Cleaning should consist of using your net to remove extra food pellets. A build-up of rotting food can result in rising ammonia levels. Improper cleaning can also lead to a rise in fungi, algae, and mold growth in your tank. You will need to check on live plants weekly, rotting plants can be another common source that affects water quality.
4. Look Out for Common Health Ailments
There are a few common health ailments that can affect your betta. Many of these health complications are the reason for shortened lifespans. These ailments are mostly treatable if caught within a short period of time. Most diseases are easily preventable with proper knowledge. For example; constipation comes about from overfeeding and can be cured simply by not feeding your fish for a few days.
Ich: Ich is the most common disease seen in betta fish. Ich is a parasite that appears as small white spots all over your fish’s body. These tiny spots are cysts that have baby parasites growing within them. This parasite can quickly be dealt with by merely raising your water temperature and picking up a bottle of Ich medicine from your local pet supply store.
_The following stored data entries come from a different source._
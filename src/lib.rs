/*
 * Copyright (c) 2003-2003-2023. Trevor Campbell and others.
 *
 * This file is part of Kelpie Flight Planner.
 *
 * Kelpie Flight Planner is free software; you can redistribute it and/or modify
 * it under the terms of the GNU General Public License as published by
 * the Free Software Foundation; either version 2 of the License, or
 * (at your option) any later version.
 *
 * Kelpie Flight Planner is distributed in the hope that it will be useful,
 * but WITHOUT ANY WARRANTY; without even the implied warranty of
 * MERCHANTABILITY or FITNESS FOR A PARTICULAR PURPOSE.  See the
 * GNU General Public License for more details.
 *
 * You should have received a copy of the GNU General Public License
 * along with Kelpie Flight Planner; if not, write to the Free Software
 * Foundation, Inc., 59 Temple Place, Suite 330, Boston, MA  02111-1307  USA
 *
 * Contributors:
 *      Trevor Campbell
 *
 */

#![forbid(unsafe_code)]

//! Route finding for the Kelpie flight planner.
//!
//! Computes a flyable path between a departure and a destination over either a
//! network of radio navaids or a network of airways, then turns that path into
//! flight plan entries and a cruising altitude.

pub mod earth;
pub mod error;
pub mod model;
pub mod preference;
pub mod router;
pub mod util;

pub use error::{NavDataError, RouteError};
pub use router::controller::{RouteCalculation, RouteController};
pub use router::finder::{CancelToken, RouteEntry, RouteFinder};
pub use router::{RouteConfig, RouteMode};
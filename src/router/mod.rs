/*
 * Copyright (c) 2003-2003-2023. Trevor Campbell and others.
 *
 * This file is part of Kelpie Flight Planner.
 *
 * Kelpie Flight Planner is free software; you can redistribute it and/or modify
 * it under the terms of the GNU General Public License as published by
 * the Free Software Foundation; either version 2 of the License, or
 * (at your option) any later version.
 *
 * Kelpie Flight Planner is distributed in the hope that it will be useful,
 * but WITHOUT ANY WARRANTY; without even the implied warranty of
 * MERCHANTABILITY or FITNESS FOR A PARTICULAR PURPOSE.  See the
 * GNU General Public License for more details.
 *
 * You should have received a copy of the GNU General Public License
 * along with Kelpie Flight Planner; if not, write to the Free Software
 * Foundation, Inc., 59 Temple Place, Suite 330, Boston, MA  02111-1307  USA
 *
 * Contributors:
 *      Trevor Campbell
 *
 */

use std::fmt;
use std::ops::BitOr;

use crate::model::airway::AirwayType;
use crate::model::navaid::NavaidType;

pub mod assembly;
pub mod config;
pub mod controller;
pub mod finder;
pub mod graph;
pub mod network_airway;
pub mod network_radio;

pub use config::RouteConfig;

/// Which navaid or airway kinds a network is built from.
#[derive(Clone, Copy, PartialEq, Eq, Hash, Default)]
pub struct RouteMode(u8);

impl RouteMode {
    pub const NONE: RouteMode = RouteMode(0);
    pub const VOR: RouteMode = RouteMode(1);
    pub const VORDME: RouteMode = RouteMode(1 << 1);
    pub const DME: RouteMode = RouteMode(1 << 2);
    pub const NDB: RouteMode = RouteMode(1 << 3);
    pub const VICTOR: RouteMode = RouteMode(1 << 4);
    pub const JET: RouteMode = RouteMode(1 << 5);
    pub const TRACK: RouteMode = RouteMode(1 << 6);

    pub fn contains(&self, other: RouteMode) -> bool {
        other.0 != 0 && self.0 & other.0 == other.0
    }

    pub fn accepts_navaid(&self, navaid_type: NavaidType) -> bool {
        self.contains(match navaid_type {
            NavaidType::Vor => RouteMode::VOR,
            NavaidType::VorDme => RouteMode::VORDME,
            NavaidType::Dme => RouteMode::DME,
            NavaidType::Ndb => RouteMode::NDB,
        })
    }

    /// Segments usable at both levels go into both low and high networks.
    pub fn accepts_airway(&self, airway_type: AirwayType) -> bool {
        match airway_type {
            AirwayType::Victor => self.contains(RouteMode::VICTOR),
            AirwayType::Jet => self.contains(RouteMode::JET),
            AirwayType::Both => self.contains(RouteMode::VICTOR) || self.contains(RouteMode::JET),
            AirwayType::Track => self.contains(RouteMode::TRACK),
        }
    }
}

impl BitOr for RouteMode {
    type Output = RouteMode;

    fn bitor(self, rhs: RouteMode) -> RouteMode {
        RouteMode(self.0 | rhs.0)
    }
}

impl fmt::Debug for RouteMode {
    fn fmt(&self, f: &mut fmt::Formatter<'_>) -> fmt::Result {
        let names = [
            (RouteMode::VOR, "VOR"),
            (RouteMode::VORDME, "VORDME"),
            (RouteMode::DME, "DME"),
            (RouteMode::NDB, "NDB"),
            (RouteMode::VICTOR, "VICTOR"),
            (RouteMode::JET, "JET"),
            (RouteMode::TRACK, "TRACK"),
        ];
        let set: Vec<&str> = names
            .iter()
            .filter(|(mode, _)| self.contains(*mode))
            .map(|(_, name)| *name)
            .collect();
        if set.is_empty() {
            write!(f, "NONE")
        } else {
            write!(f, "{}", set.join("|"))
        }
    }
}
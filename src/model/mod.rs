/*
 * Copyright (c) 2003-2003-2023. Trevor Campbell and others.
 *
 * This file is part of Kelpie Flight Planner.
 *
 * Kelpie Flight Planner is free software; you can redistribute it and/or modify
 * it under the terms of the GNU General Public License as published by
 * the Free Software Foundation; either version 2 of the License, or
 * (at your option) any later version.
 *
 * Kelpie Flight Planner is distributed in the hope that it will be useful,
 * but WITHOUT ANY WARRANTY; without even the implied warranty of
 * MERCHANTABILITY or FITNESS FOR A PARTICULAR PURPOSE.  See the
 * GNU General Public License for more details.
 *
 * You should have received a copy of the GNU General Public License
 * along with Kelpie Flight Planner; if not, write to the Free Software
 * Foundation, Inc., 59 Temple Place, Suite 330, Boston, MA  02111-1307  USA
 *
 * Contributors:
 *      Trevor Campbell
 *
 */

pub mod airport;
pub mod airway;
pub mod fix;
pub mod location;
pub mod navaid;
pub mod plan;

pub(crate) mod test_utils;
/*
 * Copyright (c) 2003-2003-2023. Trevor Campbell and others.
 *
 * This file is part of Kelpie Flight Planner.
 *
 * Kelpie Flight Planner is free software; you can redistribute it and/or modify
 * it under the terms of the GNU General Public License as published by
 * the Free Software Foundation; either version 2 of the License, or
 * (at your option) any later version.
 *
 * Kelpie Flight Planner is distributed in the hope that it will be useful,
 * but WITHOUT ANY WARRANTY; without even the implied warranty of
 * MERCHANTABILITY or FITNESS FOR A PARTICULAR PURPOSE.  See the
 * GNU General Public License for more details.
 *
 * You should have received a copy of the GNU General Public License
 * along with Kelpie Flight Planner; if not, write to the Free Software
 * Foundation, Inc., 59 Temple Place, Suite 330, Boston, MA  02111-1307  USA
 *
 * Contributors:
 *      Trevor Campbell
 *
 */

use std::collections::HashMap;
use std::sync::Arc;

use log::{debug, warn};

use crate::earth::bounds::Bounds;
use crate::earth::coordinate::Coordinate;
use crate::earth::NavQuery;
use crate::error::NavDataError;
use crate::model::airway::{Airway, AirwayDirection, AirwayType};
use crate::model::fix::Fix;
use crate::model::location::Location;
use crate::router::config::RouteConfig;
use crate::router::graph::{Edge, NetworkGraph, Node, NodeType, RouteNetwork};
use crate::router::RouteMode;

pub struct AirwayNetwork {
    query: Arc<dyn NavQuery>,
    config: RouteConfig,
    mode: RouteMode,
    graph: NetworkGraph,
    bounds: Option<Bounds>,
}

impl AirwayNetwork {
    pub fn new(query: Arc<dyn NavQuery>, config: RouteConfig) -> Self {
        Self {
            query,
            config,
            mode: RouteMode::NONE,
            graph: NetworkGraph::new(),
            bounds: None,
        }
    }

    pub fn set_query(&mut self, query: Arc<dyn NavQuery>) {
        self.query = query;
        self.clear();
    }

    pub fn set_config(&mut self, config: RouteConfig) {
        if config != self.config {
            self.config = config;
            self.clear();
        }
    }

    fn wanted(&self, airway: &Airway) -> bool {
        if !self.mode.accepts_airway(airway.get_type()) {
            return false;
        }
        match (airway.get_type(), &self.config.track_time) {
            (AirwayType::Track, Some(time)) => airway.is_valid_at(time),
            _ => true,
        }
    }

    fn fix(&self, id: i32, fixes: &mut HashMap<i32, Option<Arc<Fix>>>) -> Result<Option<Arc<Fix>>, NavDataError> {
        if let Some(fix) = fixes.get(&id) {
            return Ok(fix.clone());
        }
        let fix = self.query.get_fix_by_id(id)?;
        fixes.insert(id, fix.clone());
        Ok(fix)
    }

    fn add_fix(&mut self, fix: &Fix) -> usize {
        self.graph.add_node(Node {
            id: fix.get_id(),
            ident: fix.get_ident().to_string(),
            node_type: NodeType::Waypoint,
            coordinate: *fix.get_loc(),
            region: fix.get_region().to_string(),
            range: 0,
        })
    }

    fn add_segment(&mut self, airway: &Airway, from: &Fix, to: &Fix) {
        let from_index = self.add_fix(from);
        let to_index = self.add_fix(to);
        let distance = from.get_loc().distance_to(to.get_loc());
        let direction = airway.get_direction();
        if direction != AirwayDirection::Backward {
            self.graph.add_edge(from.get_id(), Edge::airway(to_index, distance, airway));
        }
        if direction != AirwayDirection::Forward {
            self.graph.add_edge(to.get_id(), Edge::airway(from_index, distance, airway));
        }
    }
}

impl RouteNetwork for AirwayNetwork {
    fn mode(&self) -> RouteMode {
        self.mode
    }

    fn set_mode(&mut self, mode: RouteMode) {
        if mode != self.mode {
            debug!("Airway network mode {:?} -> {:?}", self.mode, mode);
            self.mode = mode;
            self.clear();
        }
    }

    fn clear(&mut self) {
        self.graph.clear();
        self.bounds = None;
    }

    fn is_loaded(&self) -> bool {
        self.bounds.is_some()
    }

    fn load(&mut self, from: &Coordinate, to: &Coordinate) -> Result<(), NavDataError> {
        let corridor = Bounds::around(from, to, self.config.corridor_margin_nm);
        if let Some(cached) = &self.bounds {
            if cached.contains_bounds(&corridor) {
                return Ok(());
            }
        }

        self.clear();
        let mut fixes = HashMap::new();
        for airway in self.query.get_airways_in(&corridor)? {
            if !self.wanted(&airway) {
                continue;
            }
            if airway.get_from_fix_id() == airway.get_to_fix_id() {
                warn!("Airway {} segment {} starts and ends at the same fix", airway.get_name(), airway.get_id());
                continue;
            }
            let from_fix = self.fix(airway.get_from_fix_id(), &mut fixes)?;
            let to_fix = self.fix(airway.get_to_fix_id(), &mut fixes)?;
            match (from_fix, to_fix) {
                (Some(from_fix), Some(to_fix)) => self.add_segment(&airway, &from_fix, &to_fix),
                _ => warn!(
                    "Airway {} segment {} refers to a missing fix, skipped",
                    airway.get_name(),
                    airway.get_id()
                ),
            }
        }
        self.bounds = Some(corridor);
        debug!(
            "Airway network {:?} loaded with {} fixes and {} legs",
            self.mode,
            self.graph.node_count(),
            self.graph.edge_count()
        );
        Ok(())
    }

    fn graph(&self) -> &NetworkGraph {
        &self.graph
    }

    fn edges_from(&self, index: usize, altitude: i32, out: &mut Vec<Edge>) {
        out.clear();
        out.extend(
            self.graph
                .edges_from(index)
                .iter()
                .filter(|e| e.allows_altitude(altitude))
                .cloned(),
        );
    }

    fn is_airway_network(&self) -> bool {
        true
    }
}
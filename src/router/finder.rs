/*
 * Copyright (c) 2003-2003-2023. Trevor Campbell and others.
 *
 * This file is part of Kelpie Flight Planner.
 *
 * Kelpie Flight Planner is free software; you can redistribute it and/or modify
 * it under the terms of the GNU General Public License as published by
 * the Free Software Foundation; either version 2 of the License, or
 * (at your option) any later version.
 *
 * Kelpie Flight Planner is distributed in the hope that it will be useful,
 * but WITHOUT ANY WARRANTY; without even the implied warranty of
 * MERCHANTABILITY or FITNESS FOR A PARTICULAR PURPOSE.  See the
 * GNU General Public License for more details.
 *
 * You should have received a copy of the GNU General Public License
 * along with Kelpie Flight Planner; if not, write to the Free Software
 * Foundation, Inc., 59 Temple Place, Suite 330, Boston, MA  02111-1307  USA
 *
 * Contributors:
 *      Trevor Campbell
 *
 */

use std::cmp::{Ordering, Reverse};
use std::collections::{BinaryHeap, HashMap, HashSet};
use std::sync::atomic::{AtomicBool, Ordering as AtomicOrdering};
use std::sync::Arc;

use log::debug;

use crate::earth::coordinate::Coordinate;
use crate::error::RouteError;
use crate::router::config::RouteConfig;
use crate::router::graph::{Edge, NodeType, RouteNetwork};

const DEPARTURE_ID: i32 = -2;
const DESTINATION_ID: i32 = -1;

/// Clones share the same flag.
#[derive(Debug, Clone, Default)]
pub struct CancelToken(Arc<AtomicBool>);

impl CancelToken {
    pub fn new() -> Self {
        Self::default()
    }

    pub fn cancel(&self) {
        self.0.store(true, AtomicOrdering::SeqCst);
    }

    pub fn is_cancelled(&self) -> bool {
        self.0.load(AtomicOrdering::SeqCst)
    }
}

#[derive(Debug, Clone, PartialEq)]
pub struct RouteEntry {
    pub id: i32,
    pub node_type: NodeType,
    pub airway_id: Option<i32>,
}

#[derive(Debug, Clone, Copy)]
struct OpenNode {
    f_score: f64,
    g_score: f64,
    id: i32,
    index: usize,
}

impl PartialEq for OpenNode {
    fn eq(&self, other: &Self) -> bool {
        self.cmp(other) == Ordering::Equal
    }
}

impl Eq for OpenNode {}

impl PartialOrd for OpenNode {
    fn partial_cmp(&self, other: &Self) -> Option<Ordering> {
        Some(self.cmp(other))
    }
}

impl Ord for OpenNode {
    fn cmp(&self, other: &Self) -> Ordering {
        self.f_score
            .total_cmp(&other.f_score)
            .then_with(|| self.g_score.total_cmp(&other.g_score))
            .then_with(|| self.id.cmp(&other.id))
            .then_with(|| self.index.cmp(&other.index))
    }
}

pub struct RouteFinder<'a> {
    network: &'a mut dyn RouteNetwork,
    entry_radius: f64,
    max_entry_nodes: usize,
    cancel: Option<CancelToken>,
    distance: f64,
    nodes_expanded: usize,
}

impl<'a> RouteFinder<'a> {
    pub fn new(network: &'a mut dyn RouteNetwork, config: &RouteConfig) -> Self {
        Self {
            network,
            entry_radius: config.entry_radius_nm,
            max_entry_nodes: config.max_entry_nodes,
            cancel: None,
            distance: 0.0,
            nodes_expanded: 0,
        }
    }

    pub fn with_cancel_token(mut self, cancel: CancelToken) -> Self {
        self.cancel = Some(cancel);
        self
    }

    /// Zero unless the last call found a route.
    pub fn distance_nm(&self) -> f64 {
        self.distance
    }

    pub fn nodes_expanded(&self) -> usize {
        self.nodes_expanded
    }

    /// On success `entries` is replaced with the fixes between `start` and
    /// `end`. `Ok(false)` leaves it alone. A positive `altitude` excludes
    /// airway legs outside their band.
    pub fn calculate_route(
        &mut self,
        start: &Coordinate,
        end: &Coordinate,
        entries: &mut Vec<RouteEntry>,
        altitude: i32,
    ) -> Result<bool, RouteError> {
        self.distance = 0.0;
        self.nodes_expanded = 0;
        if !start.is_valid() || !end.is_valid() {
            debug!("Route requested between invalid positions {:?} and {:?}", start, end);
            return Ok(false);
        }

        self.network.load(start, end)?;
        let network: &dyn RouteNetwork = &*self.network;
        let graph = network.graph();
        let n = graph.node_count();
        if n == 0 {
            debug!("No {:?} network between {:?} and {:?}", network.mode(), start, end);
            return Ok(false);
        }

        let start_index = n;
        let end_index = n + 1;
        let mut edges: Vec<Edge> = Vec::new();

        // Only nodes that can be flown onward from, or arrived at, at this
        // altitude take up entry and exit slots.
        let near_end = graph.nodes_near(end, self.entry_radius, usize::MAX);
        let mut inbound: HashSet<usize> = HashSet::new();
        for i in 0..n {
            if inbound.len() == near_end.len() {
                break;
            }
            network.edges_from(i, altitude, &mut edges);
            inbound.extend(
                edges
                    .iter()
                    .map(|e| e.to)
                    .filter(|to| near_end.iter().any(|(c, _)| c == to)),
            );
        }
        let exits: HashMap<usize, f64> = near_end
            .into_iter()
            .filter(|(i, _)| {
                inbound.contains(i) || graph.node(*i).coordinate.distance_to(start) <= self.entry_radius
            })
            .take(self.max_entry_nodes)
            .collect();

        let mut entry_edges: Vec<Edge> = Vec::new();
        for (i, d) in graph.nodes_near(start, self.entry_radius, usize::MAX) {
            if entry_edges.len() == self.max_entry_nodes {
                break;
            }
            network.edges_from(i, altitude, &mut edges);
            if !edges.is_empty() || exits.contains_key(&i) {
                entry_edges.push(Edge::direct(i, d, d));
            }
        }

        let id_of = |i: usize| match i {
            i if i == start_index => DEPARTURE_ID,
            i if i == end_index => DESTINATION_ID,
            i => graph.node(i).id,
        };
        let heuristic = |i: usize| {
            if i >= n {
                0.0
            } else {
                graph.node(i).coordinate.distance_to(end)
            }
        };

        let mut g_score = vec![f64::INFINITY; n + 2];
        let mut flown = vec![0.0; n + 2];
        let mut came_from: Vec<Option<(usize, Option<i32>)>> = vec![None; n + 2];
        let mut closed = vec![false; n + 2];
        let mut open_set: BinaryHeap<Reverse<OpenNode>> = BinaryHeap::new();
        let mut expanded = 0usize;

        g_score[start_index] = 0.0;
        open_set.push(Reverse(OpenNode {
            f_score: start.distance_to(end),
            g_score: 0.0,
            id: DEPARTURE_ID,
            index: start_index,
        }));

        let mut found = false;
        while let Some(Reverse(current)) = open_set.pop() {
            if let Some(cancel) = &self.cancel {
                if cancel.is_cancelled() {
                    self.nodes_expanded = expanded;
                    debug!("Route search cancelled after {} nodes", expanded);
                    return Err(RouteError::Cancelled);
                }
            }
            if closed[current.index] {
                continue;
            }
            closed[current.index] = true;
            expanded += 1;

            if current.index == end_index {
                found = true;
                break;
            }

            if current.index == start_index {
                edges.clear();
                edges.extend(entry_edges.iter().cloned());
            } else {
                network.edges_from(current.index, altitude, &mut edges);
                if let Some(d) = exits.get(&current.index) {
                    edges.push(Edge::direct(end_index, *d, *d));
                }
            }

            for edge in &edges {
                if closed[edge.to] {
                    continue;
                }
                let tentative = g_score[current.index] + edge.cost;
                if tentative < g_score[edge.to] {
                    g_score[edge.to] = tentative;
                    flown[edge.to] = flown[current.index] + edge.distance;
                    came_from[edge.to] = Some((current.index, edge.airway_id));
                    open_set.push(Reverse(OpenNode {
                        f_score: tentative + heuristic(edge.to),
                        g_score: tentative,
                        id: id_of(edge.to),
                        index: edge.to,
                    }));
                }
            }
        }

        self.nodes_expanded = expanded;
        if !found {
            debug!("No route after expanding {} nodes", expanded);
            return Ok(false);
        }

        let mut route = Vec::new();
        let mut step = came_from[end_index];
        while let Some((index, _)) = step {
            if index == start_index {
                break;
            }
            let node = graph.node(index);
            route.push(RouteEntry {
                id: node.id,
                node_type: node.node_type,
                airway_id: came_from[index].and_then(|(_, airway)| airway),
            });
            step = came_from[index];
        }
        route.reverse();

        self.distance = flown[end_index];
        debug!(
            "Route of {} fixes, {:.1}nm, found after expanding {} nodes",
            route.len(),
            self.distance,
            expanded
        );
        *entries = route;
        Ok(true)
    }
}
Ich most commonly comes about when you add an infected fish into your betta’s environment
Swim Bladder: Swim Bladder is an infection that causes your betta to float to the top of the tank. This infection is commonly caused by not caring for your tanks water quality. Poor water quality allows bacteria to grow and then infect your fish’s body. This disease can be fatal when not caught in the early stages and will need fish antibiotics to cure, along with a hospital tank with shallow water. Swim Bladder is prevented by proper care of your tank’s water.
Fungal Infection: Fungal infections often regularly show up that eat away at the slimy coating that covers your betta. This disease can be recognized by what looks like cotton starting to coat your fish’s scales. To cure fungal infections, you will need to use a fish-safe fungi killer in your water. Fungi infections can also be avoided by proper tank maintenance.